# [solved] Keine 4 GB RAM trotz amd64

## cosmophobia

Hallo..

seit einer weile hab ich 4 bg ram im rechner.. unter win x64 hab ich auch die gesamten 4 gb.. wenn ich aber unter linux ins informationszentrum (kde) guck, steht da nur 3,37 gb.. wie kann das sein.. ich hab ein amd64 system..!?

----------

## Anarcho

Was sagt denn die Ausgabe von "free -m"?

----------

## cosmophobia

free -m

```
             total       used       free     shared    buffers     cached

Mem:          3446       2958        488          0        696       1561

-/+ buffers/cache:        700       2746

Swap:         1961          0       1961
```

----------

## Louisdor

Schau hier mal nach:  4GB eingebaut, nur 2GB werden genutzt (AMD64).

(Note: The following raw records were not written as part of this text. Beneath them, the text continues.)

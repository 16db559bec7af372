//! crates/logging/src/capture.rs
//! Thread-local buffer backing [`Destination::Capture`](crate::Destination::Capture).

use super::record::Record;
use std::cell::RefCell;

thread_local! {
    #[allow(clippy::missing_const_for_thread_local)]
    static RECORDS: RefCell<Vec<Record>> = RefCell::new(Vec::new());
}

/// Appends a record to the current thread's capture buffer.
///
/// The record is dropped once the buffer has been torn down, e.g. when a
/// thread-local destructor logs during thread exit.
pub(crate) fn push(record: Record) {
    let _ = RECORDS.try_with(|records| records.borrow_mut().push(record));
}

/// Drains every record captured on the current thread, oldest first.
///
/// Only records emitted while the destination was
/// [`Destination::Capture`](crate::Destination::Capture) are collected, and
/// only on the thread that emitted them. Returns an empty list once the
/// thread's buffer has been torn down.
pub fn drain_records() -> Vec<Record> {
    RECORDS
        .try_with(|records| records.borrow_mut().drain(..).collect())
        .unwrap_or_default()
}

Vielleicht hilft Dir das ja auch weiter?

Ciao,

aleX!

----------

## Anarcho

Was für ein Mainboard und insbesondere Chipsatz hast du denn?

EDIT:

Bist du dir ganz sicher das unter Windows die ganzen 4 GB angezeigt werden? Das ganze klingt nämlich danach das dein Mainboard das PCI Hole nicht verschieben kann:

http://blogs.technet.com/dmelanchthon/archive/2006/11/15/4-gb-ram-mit-windows-vista.aspx (ist zwar von MS, aber es erklärt die technischen Hintergründe)

----------

## cosmophobia

der artikel macht einem ja nicht viel hoffnung.. aber zumindest steht unter windows 4gb da.. und auch bei memtest86 (glaub grad das hiess so..) werden 4 gb angezeigt..

mein board ist ein msi k9agm3-fd mit amd 690g/sb600 chipsatz..

----------

## cosmophobia

leute.. sry.. sry, dass ich eure zeit verschwende..

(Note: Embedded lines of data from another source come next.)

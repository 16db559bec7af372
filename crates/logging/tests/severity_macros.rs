//! Integration tests for the per-severity macros.
//!
//! Covers format handling, call-site attribution, the assertion macro and the
//! removal of debug-only macros from builds without `debug_assertions`.

use std::cell::Cell;

use logging::{
    LogConfig, Severity, drain_records, init, log_assert, log_debug, log_error, log_info,
    log_perf, log_verbose, log_warning,
};
use serial_test::serial;

fn capture_at(threshold: Severity) {
    init(LogConfig::capture().with_level(threshold));
    drain_records();
}

// ============================================================================
// Message Forms
// ============================================================================

/// Verifies positional arguments are rendered.
#[test]
#[serial]
fn format_arguments_are_rendered() {
    capture_at(Severity::Info);
    log_info!("value={}", 42);
    log_error!("{1}-{0}", "a", "b");

    let records = drain_records();
    assert_eq!(records.len(), 2);
    assert_eq!(records[0].severity(), Severity::Info);
    assert_eq!(records[0].message(), "value=42");
    assert_eq!(records[1].message(), "b-a");
}

/// Verifies a non-literal message is logged verbatim.
#[test]
#[serial]
fn expression_message_is_verbatim() {
    capture_at(Severity::Info);
    let message = String::from("100% done {} %d");
    log_warning!(message);
    log_info!(&message,);

    let records = drain_records();
    assert_eq!(records.len(), 2);
    assert_eq!(records[0].message(), "100% done {} %d");
    assert_eq!(records[1].message(), "100% done {} %d");
}

/// Verifies the perf macro carries the performance severity and tag.
#[test]
#[serial]
fn perf_macro_uses_performance_severity() {
    capture_at(Severity::Performance);
    log_perf!("took {}ms", 12);

    let records = drain_records();
    assert_eq!(records.len(), 1);
    assert_eq!(records[0].severity(), Severity::Performance);
    assert!(records[0].render().ends_with(" P took 12ms"));
}

// ============================================================================
// Call Site Attribution
// ============================================================================

/// Verifies macro records name the enclosing function and line.
#[test]
#[serial]
fn macro_records_enclosing_function() {
    capture_at(Severity::Info);
    let line = line!() + 1;
    log_info!("here");

    let records = drain_records();
    assert_eq!(
        records[0].call_site(),
        format!("severity_macros::macro_records_enclosing_function:{line}")
    );
}

/// Verifies closures report the function that defines them.
#[test]
#[serial]
fn closure_records_outer_function() {
    capture_at(Severity::Info);
    let emit = || log_warning!("from closure");
    emit();

    let records = drain_records();
    assert!(
        records[0]
            .call_site()
            .starts_with("severity_macros::closure_records_outer_function:")
    );
}

// ============================================================================
// Assertion Macro
// ============================================================================

/// Verifies a holding condition never emits.
#[test]
#[serial]
fn assert_true_never_emits() {
    capture_at(Severity::Verbose);
    log_assert!(true, "should not appear");
    log_assert!(1 + 1 == 2);
    assert!(drain_records().is_empty());
}

/// Verifies a failing condition emits an error and returns normally.
#[cfg(debug_assertions)]
#[test]
#[serial]
fn assert_false_emits_error() {
    capture_at(Severity::Verbose);
    log_assert!(false, "x={}", 5);
    let ready = false;
    log_assert!(ready);

    let records = drain_records();
    assert_eq!(records.len(), 2);
    assert_eq!(records[0].severity(), Severity::Error);
    assert_eq!(records[0].message(), "x=5");
    assert_eq!(records[1].message(), "assertion failed: ready");
}

/// Verifies the assertion record is still filtered by the threshold.
#[cfg(debug_assertions)]
#[test]
#[serial]
fn assert_false_respects_threshold() {
    capture_at(Severity::Error);
    log_assert!(false, "kept");
    assert_eq!(drain_records().len(), 1);
}

// ============================================================================
// Debug-Only Macros
// ============================================================================

/// Verifies debug and verbose macros emit in debug builds.
#[cfg(debug_assertions)]
#[test]
#[serial]
fn debug_macros_emit_in_debug_builds() {
    capture_at(Severity::Verbose);
    log_debug!("debug {}", 1);
    log_verbose!("verbose {}", 2);

    let records = drain_records();
    assert_eq!(records.len(), 2);
    assert_eq!(records[0].severity(), Severity::Debug);
    assert_eq!(records[1].severity(), Severity::Verbose);
    assert_eq!(records[1].message(), "verbose 2");
}

/// Verifies the verbose macro is still filtered at the default threshold.
#[cfg(debug_assertions)]
#[test]
#[serial]
fn verbose_macro_filtered_at_default_threshold() {
    capture_at(Severity::Debug);
    log_verbose!("hidden");
    log_debug!("shown");

    let records = drain_records();
    assert_eq!(records.len(), 1);
    assert_eq!(records[0].message(), "shown");
}

/// Verifies the debug-only macros vanish without `debug_assertions`,
/// including evaluation of their arguments.
#[cfg(not(debug_assertions))]
#[test]
#[serial]
fn debug_macros_are_elided_in_release_builds() {
    capture_at(Severity::Verbose);
    let evaluated = Cell::new(0_u32);
    let touch = || {
        evaluated.set(evaluated.get() + 1);
        evaluated.get()
    };

    log_debug!("debug {}", touch());
    log_verbose!("verbose {}", touch());
    log_assert!(touch() == 0, "never {}", touch());

    assert_eq!(evaluated.get(), 0);
    assert!(drain_records().is_empty());
}

/// Verifies runtime-filtered macros evaluate arguments only when enabled.
#[test]
#[serial]
fn filtered_macro_skips_argument_evaluation() {
    capture_at(Severity::Error);
    let evaluated = Cell::new(false);
    let touch = || {
        evaluated.set(true);
        "x"
    };

    log_info!("{}", touch());

    assert!(drain_records().is_empty());
    if cfg!(not(feature = "tracing")) {
        assert!(!evaluated.get());
    }
}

ich bin grad unter windows unterwegs und hab gesehen, dass er mit hier plötzlich nur 3,5 gb anzeigt.. dann plötzlich war mir wieder alles klar..

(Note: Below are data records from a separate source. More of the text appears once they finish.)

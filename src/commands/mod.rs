//! Command handler layer.
//!
//! This module owns CLI-oriented orchestration and output wiring.
//!
//! ## Files
//! - `probe.rs` — diagnose/resolve/classify.
//!
//! ## Principles
//! - Parse/match CLI inputs here.
//! - Delegate business logic to `services/*`.
//! - Keep behavior and output schema stable.

pub mod probe;

pub use probe::handle_probe_commands;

logisch, dass mir n halber gb fehlt.. ich hatt bis vor kurzem ne grafikkarte drin, die jetzt wegen defekt wieder zurück zum händler ist.. und da ich keine passende ersatzgrafikkarte hab.. ihr ahnts schon.. => onboard.. und das nimmt sich 512mb meines speichers.. argh.. bloss keinen hören lassen, dass ich informatiker bin.. *lol*

und nun kam die erinnerung zurück.. über was ich mich schonmal im kde infozentrum gewundert hatt (und mir deswegen gesagt hatt, da frag ich mal..).. hier standen normalerweise nämlich 3,9 gb statt 4 gb..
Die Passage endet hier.